=== Begin Enclosure ===

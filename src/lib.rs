pub mod analyzer;
pub mod boundary;
pub mod ci;
pub mod cli;
pub mod config;
pub mod domain;
pub mod error;
pub mod git;
pub mod policy;
pub mod ui;

pub use error::{AutotagError, Result};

=== End Enclosure ===

Problem details =>
Start at the first line of the material and write everything out exactly.

Written reply =>
filename src/lib.rs
pub mod analyzer;
pub mod boundary;
pub mod ci;
pub mod cli;
pub mod config;
pub mod domain;
pub mod error;
pub mod git;
pub mod policy;
pub mod ui;

pub use error::{AutotagError, Result};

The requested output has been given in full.